Asked if the former police boss looked sick, the man said: "He does not look like a sick person. He just looks old." He was adamant that he had seen Selebi in the supermarket late last year.

A cashier said she had first seen Selebi at the supermarket in March, seven months after he was discharged from Steve Biko Academic Hospital.

"He has never paid at my till, he prefers tills closer to the door. He is a nice person, he greets and smiles at cashiers," she said.

She had last seen Selebi two weeks ago.

Selebi's shopping excursions have prompted the DA and Freedom Front Plus to call for a review of his parole.

In July last year, an 11-member parole advisory board recommended his release on medical parole due to his end-stage renal failure, which required four dialysis sessions a day.

DA MP James Selfe said: "If Selebi has indeed made a miraculous recovery from his illness or has not been adhering to all his parole conditions, the decision to release him could potentially be reviewed."

Freedom Front Plus spokesman Pieter Groenewald said Selebi's "shopping spree" made a mockery of the justice system.

"Medical parole is being used as a political instrument to get loyal ANC supporters out of jail."

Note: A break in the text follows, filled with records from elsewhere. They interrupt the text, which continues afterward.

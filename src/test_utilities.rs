#![allow(missing_docs)]
use crate::Point2;
use rand::distributions::{Distribution, Uniform};
use rand::SeedableRng;

pub const SEED: &[u8; 32] = b"wPYxAkIiHcEmSBAxQFoXFrpYToCe1B71";
pub const SEED2: &[u8; 32] = b"14LzG37Y9EHTcmLW8vBDqWwtYsCeVVyF";

use alloc::vec::Vec;

pub fn random_points_in_range(range: f64, size: usize, seed: &[u8; 32]) -> Vec<Point2<f64>> {
    let mut rng = rand::rngs::StdRng::from_seed(*seed);
    let range = Uniform::new(-range, range);
    let mut points = Vec::with_capacity(size);
    for _ in 0..size {
        let x = range.sample(&mut rng);
        let y = range.sample(&mut rng);
        points.push(Point2::new(x, y));
    }
    points
}

pub fn random_points_with_seed(size: usize, seed: &[u8; 32]) -> Vec<Point2<f64>> {
    random_points_in_range(1.0, size, seed)
}
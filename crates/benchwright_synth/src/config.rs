//! Deployment configuration for synthesis.

use serde::{Deserialize, Serialize};

/// Deployment-specific constants threaded into every synthesized definition.
///
/// Every field has a fixed default describing the OmicBench suite, so a
/// caller that supplies nothing still gets a complete definition.
#[derive(Debug, Clone, PartialEq, Eq, Serialize, Deserialize)]
#[serde(default)]
pub struct SynthConfig {
    /// Container image reference, `repo/image[:tag]`
    pub docker_image: String,
    /// Citation DOI
    pub citation_doi: String,
    /// Source repository, `owner/name`
    pub repo_name: String,
    /// Invocation command name; also the tool-id prefix
    pub cli_command: String,
    /// Human-readable package name used in help text
    pub pkg_name: String,
}

impl Default for SynthConfig {
    fn default() -> Self {
        Self {
            docker_image: "ghcr.io/omicbench/omicbench:latest".to_string(),
            citation_doi: "10.5281/zenodo.10994415".to_string(),
            repo_name: "omicbench/omicbench-galaxy".to_string(),
            cli_command: "omicbench".to_string(),
            pkg_name: "OmicBench".to_string(),
        }
    }
}

#[cfg(test)]
mod tests {
    use super::*;

    #[test]
    fn test_defaults() {
        let config = SynthConfig::default();
        assert_eq!(config.docker_image, "ghcr.io/omicbench/omicbench:latest");
        assert_eq!(config.citation_doi, "10.5281/zenodo.10994415");
        assert_eq!(config.repo_name, "omicbench/omicbench-galaxy");
        assert_eq!(config.cli_command, "omicbench");
        assert_eq!(config.pkg_name, "OmicBench");
    }

    #[test]
    fn test_partial_json_fills_defaults() {
        let config: SynthConfig =
            serde_json::from_str(r#"{"cli_command": "customcli"}"#).unwrap();
        assert_eq!(config.cli_command, "customcli");
        assert_eq!(config.pkg_name, "OmicBench");
    }
}
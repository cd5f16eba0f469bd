//! Tracing setup shared by both binaries.

use tracing_subscriber::EnvFilter;

/// Install the global subscriber, writing to stderr.
///
/// The default level follows the `-v` count (warn, info, debug, trace);
/// `RUST_LOG` overrides it when set.
pub fn init(verbosity: u8) {
    let default_level = match verbosity {
        0 => "warn",
        1 => "info",
        2 => "debug",
        _ => "trace",
    };
    let filter =
        EnvFilter::try_from_default_env().unwrap_or_else(|_| EnvFilter::new(default_level));
    tracing_subscriber::fmt()
        .with_env_filter(filter)
        .with_writer(std::io::stderr)
        .init();
}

Groenewald said it was clear Selebi was leading a life of luxury while owing the state R17.4-million in legal fees.

Police Ministry spokesman Zweli Mnisi said lawyers for the police and Selebi were in negotiations over payment of his legal fees.

The chief deputy commissioner of the Correctional Services Department, Teboho Mokoena, stressed that Selebi had not violated his parole conditions: "Between 10am and 5pm on Sunday he is allowed to leave home . the picture shows Selebi was outside his home within this time frame."

Mokoena said that, as with any other medical parolee, even if Selebi's condition improved once he had been released, the department had no legal basis to force him to be incarcerated again.

"The department can act only where Selebi has broken his parole conditions. From the day of his release there has never been a parole violation."

Selebi spent most of the 229 days of his 15-year fraud sentence in public and prison hospitals battling diabetes, renal failure and hypertension.

Correctional Services Minister Sbu Ndebele said at the time his department had limited capacity to provide "palliative care". This meant there was no hope for Selebi's recovery and he needed to be kept comfortable until his death.

Nephrologist Dr Trevor Gerntholtz said Selebi's kidneys were probably destroyed by years of diabetes and would never recover, and that seeing Selebi up and about was normal.

"It shows that with dialysis you can live a nearly normal life and go shopping and enjoy yourself. It shows the value of dialysis."

But security specialist Paul O'Sullivan said: "One needs to ask what about all the other people in prison who are dying who cannot go home. Selebi had been granted a get-out-of-jail-free card. He has been neutralised and South Africa saved from him, but he has not faced justice properly."